Persistent Reservation Commands Processed Slowly on Sun StorageTek Arrays May Cause Loss of Access or Timeouts to Filesystems

1. Impact


Sun StorageTek 6140, 6540 and Flexline 380 arrays attached to servers running cluster software that employs the SCSI-3 reservation commands of "PrIN" or "PrOUT" may see severe performance degradation, general loss or application loss of filesystem access, and command timeouts to devices serviced by the affected arrays.

2. Contributing Factors


This issue can occur on the following platforms:
  • Sun StorageTek 6140 Array running firmware without 06.60.11.10 (maintenance update) or 07.10.25.10 (feature update) or later firmware
  • Sun StorageTek 6540 Array running firmware without 06.60.11.10 (maintenance update) or 07.10.25.10 (feature update) or later firmware
  • Sun StorageTek Flexline 380 Array without 06.60.11.20 or 07.10.25.10 or later firmware
connected to servers running:
  • Sun Cluster 3.x (for Solaris 8, 9 or 10) with three(3) or more nodes in the cluster
  • Windows 2000/2003 using cluster software
Note: All versions of Sun Cluster 3.x and earlier that use SCSI-3 reservation commands may be affected by this issue.

3. Symptoms


Two basic symptoms can occur:

On the host:

1) The hosts show that filesystems experience hangs, performance loss, or loss of access.  Sun Clusters typically show a SCSI timeout on one or more LUNs, or cause filesystems to unmount.

Solaris Example from /var/adm/messages:

Nov 15 16:53:06 myhost
/scsi_vhci/ssd@g600a0b8000325ad200004c07471f48c6 (ssd719):
Command Timeout on path /pci@11,700000/SUNW,emlxs@0/fp@0,0 (fp1)
Nov 15 16:53:11 myhost scsi: [ID 107833 kern.warning] WARNING:
/scsi_vhci/ssd@g600a0b8000325ad200004c07471f48c6 (ssd719):
Nov 15 16:53:11 myhost      SCSI transport failed: reason 'timeout':giving up
Nov 15 16:53:11 myhost Cluster.scdpmd: [ID 977412 daemon.notice] The
state of the path to device: /dev/did/rdsk/d62s0 has changed to FAILED

Windows Cluster Example:

17/12/2007      17:25:13        ClusSvc Error   Resource Monitor
1145    N/A     myhost   Cluster resource Disk BD1 (L:)
timed out. If the pending timeout is too short for this resource,
consider increasing the pending timeout value.
17/12/2007      17:25:13        ClusSvc Error   Resource Monitor
1145    N/A     myhost   Cluster resource Disk F: timed
out.
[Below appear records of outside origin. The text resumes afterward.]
//! CLI entry point for the bikeshare insights tool.
//!
//! Provides one subcommand per dashboard panel (user totals, season and
//! weather patterns, trends, working-day comparison, RFM, binning) plus a
//! full-report bundle and a CSV export for the chart layer.

use anyhow::Result;
use bikeshare_insights::analyzers::{aggregate, binning, report, rfm};
use bikeshare_insights::loader;
use bikeshare_insights::output;
use bikeshare_insights::records::RentalRecord;
use chrono::NaiveDate;
use clap::{Parser, Subcommand, ValueEnum};
use serde::Serialize;
use std::ffi::OsStr;
use std::path::Path;
use tracing::info;
use tracing_subscriber::{
    EnvFilter, Layer,
    fmt::{self, format::FmtSpan},
    layer::SubscriberExt,
    util::SubscriberInitExt,
};

#[derive(Parser)]
#[command(name = "bikeshare_insights")]
#[command(about = "Aggregates daily bike-rental records into dashboard tables", long_about = None)]
struct Cli {
    /// Path or URL of the daily rentals CSV
    #[arg(short, long, default_value = "data/day.csv")]
    data: String,

    /// Inclusive start of the date range (YYYY-MM-DD)
    #[arg(long)]
    start: Option<NaiveDate>,

    /// Inclusive end of the date range (YYYY-MM-DD)
    #[arg(long)]
    end: Option<NaiveDate>,

    /// File to write the JSON result to (stdout when omitted)
    #[arg(short, long)]
    output: Option<String>,

    #[command(subcommand)]
    command: Commands,
}

#[derive(Subcommand)]
enum Commands {
    /// Total registered and casual users
    Users,
    /// Registered/casual sums per season
    Seasons,
    /// Registered/casual sums per weather situation
    Weather,
    /// Total rentals per year
    Years,
    /// Total rentals per (year, month), months in calendar order
    Trend,
    /// Total rentals per weekday, Sunday through Saturday
    Weekdays,
    /// Total rentals for working days vs days off
    WorkingDays,
    /// Month-bucketed recency, frequency and monetary summary
    Rfm,
    /// Label each day Low/Medium/High with the selected binning method
    Bin {
        #[arg(short, long, value_enum, default_value_t = BinMethod::Quantile)]
        method: BinMethod,
    },
    /// Full report with every dashboard table
    Report,
    /// Write every table as CSV plus the full report as JSON
    Export {
        /// Directory the tables are written to
        #[arg(short = 'd', long, default_value = "tables")]
        output_dir: String,
    },
}

#[derive(Debug, Clone, Copy, ValueEnum)]
enum BinMethod {
    /// Tertile cut points over the count distribution
    Quantile,
    /// Fixed cut points at 2000 and 4000 rentals
    Threshold,
    /// Weekday derived from the calendar date
    Weekday,
}

fn main() -> Result<()> {
    dotenvy::dotenv().ok(); // Load .env file

    // Logging setup: colored stderr + JSON rolling log file
    let log_file_path = std::env::var("LOG_FILE_PATH")
        .unwrap_or_else(|_| "logs/bikeshare_insights.log".to_string());
    let log_dir = Path::new(&log_file_path)
        .parent()
        .unwrap_or(Path::new("logs"));
    let log_file_name = Path::new(&log_file_path)
        .file_name()
        .unwrap_or(OsStr::new("bikeshare_insights.log"));

    let file_appender = tracing_appender::rolling::daily(log_dir, log_file_name);
    let (non_blocking_file, _file_guard) = tracing_appender::non_blocking(file_appender);

    let stderr_layer = fmt::layer()
        .with_target(true)
        .with_span_events(FmtSpan::CLOSE)
        .with_ansi(true)
        .with_writer(std::io::stderr)
        .with_filter(EnvFilter::from_env("RUST_LOG").add_directive("info".parse().unwrap()));

    let json_layer = fmt::layer()
        .json()
        .with_current_span(true)
        .with_span_list(true)
        .with_writer(non_blocking_file)
        .with_filter(EnvFilter::from_env("RUST_LOG_JSON").add_directive("debug".parse().unwrap()));

    tracing_subscriber::registry()
        .with(stderr_layer)
        .with(json_layer)
        .init();

    let cli = Cli::parse();

    let records = load_dataset(&cli.data)?;
    info!(rows = records.len(), source = %cli.data, "Dataset loaded");

    let records = loader::filter_date_range(&records, cli.start, cli.end);
    if cli.start.is_some() || cli.end.is_some() {
        info!(rows = records.len(), "Date range filter applied");
    }

    let output = cli.output.as_deref();
    match cli.command {
        Commands::Users => emit(&aggregate::total_users(&records), output)?,
        Commands::Seasons => emit(&aggregate::season_pattern(&records), output)?,
        Commands::Weather => emit(&aggregate::weather_pattern(&records), output)?,
        Commands::Years => emit(&aggregate::year_totals(&records), output)?,
        Commands::Trend => emit(&aggregate::monthly_trend(&records), output)?,
        Commands::Weekdays => emit(&aggregate::weekday_pattern(&records), output)?,
        Commands::WorkingDays => emit(&aggregate::workingday_pattern(&records), output)?,
        Commands::Rfm => emit(&rfm::rfm_summary(&records), output)?,
        Commands::Bin { method } => match method {
            BinMethod::Quantile => emit(&binning::bin_by_quantile(&records)?, output)?,
            BinMethod::Threshold => emit(&binning::bin_by_threshold(&records), output)?,
            BinMethod::Weekday => emit(&binning::bin_by_weekday(&records), output)?,
        },
        Commands::Report => emit(&report::build_report(&records), output)?,
        Commands::Export { output_dir } => export_tables(&records, &output_dir)?,
    }

    Ok(())
}

/// Loads the dataset from a local file path or fetches it over HTTP.
#[tracing::instrument(fields(source = %source))]
fn load_dataset(source: &str) -> Result<Vec<RentalRecord>> {
    if source.starts_with("http") {
        let resp = reqwest::blocking::get(source)?.error_for_status()?;
        let bytes = resp.bytes()?;
        loader::read_records(bytes.as_ref())
    } else {
        loader::load_file(source)
    }
}

fn emit<T: Serialize>(value: &T, output: Option<&str>) -> Result<()> {
    match output {
        Some(path) => output::write_json(path, value),
        None => output::print_json(value),
    }
}

/// Writes every chart feed into `output_dir`, one CSV per table plus the
/// whole report as JSON.
#[tracing::instrument(skip(records), fields(output_dir))]
fn export_tables(records: &[RentalRecord], output_dir: &str) -> Result<()> {
    std::fs::create_dir_all(output_dir)?;

    output::write_table_csv(
        &format!("{output_dir}/season_pattern.csv"),
        &aggregate::season_pattern(records),
    )?;
    output::write_table_csv(
        &format!("{output_dir}/weather_pattern.csv"),
        &aggregate::weather_pattern(records),
    )?;
    output::write_table_csv(
        &format!("{output_dir}/year_totals.csv"),
        &aggregate::year_totals(records),
    )?;
    output::write_table_csv(
        &format!("{output_dir}/monthly_trend.csv"),
        &aggregate::monthly_trend(records),
    )?;
    output::write_table_csv(
        &format!("{output_dir}/weekday_pattern.csv"),
        &aggregate::weekday_pattern(records),
    )?;
    output::write_table_csv(
        &format!("{output_dir}/workingday_pattern.csv"),
        &aggregate::workingday_pattern(records),
    )?;
    output::write_table_csv(
        &format!("{output_dir}/rfm.csv"),
        &rfm::rfm_summary(records),
    )?;
    output::write_json(
        &format!("{output_dir}/report.json"),
        &report::build_report(records),
    )?;

    info!(output_dir, "Dashboard tables exported");
    Ok(())
}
If the pending timeout is too short for this resource, consider
increasing the pending timeout value.

2) The array shows NO ERRORS in the array Event Log during the period of time that the host system(s) had their symptoms.


Notes:
  1. Typically, SCSI-3 Persistent Reservations are performed during volume/LUN management on the array, cluster failover, array path failover.  Any of these actions may be a catalyst for this issue.
  2. Other standalone or clustered hosts using the same array can be impacted by this issue, as all IO to the array from any host will be affected.

4. Workaround


There is no workaround for this issue.

5. Resolution

For 6140, 6540, and Flexline 380 arrays staying with the 06.xx firmware

6.60.11.10 is bundled with Sun StorageTek Common Array Manager(CAM) 6.1.0 or later:

CAM can be downloaded from

http://www.sun.com/downloads or 
http://www.sun.com/download/index.jsp?tab=2#S

For 6140, 6540, and Flexline 380 arrays using Sun StorageTek SANtricity, customers wishing to get firmware 06.60.11.10 or later

Please contact Sun Support for the firmware release bundle.  You will also need to get a new copy of SANtricity 10.10.  Please order it from:  https://www2.sun.de/dct/forms/reg_us_1508_643_0.jsp

For 6140, 6540, and Flexline 380 arrays going to the 07.10 firmware feature release

07.10.25.10 firmware is a feature release and requires a service call for an upgrade.  It is not bundled with CAM or SANtricity.

CAM 6.1.0 or later is required
SANtricity 10.10 or later is required

Please contact Sun Support if you require the 07.10 feature release update.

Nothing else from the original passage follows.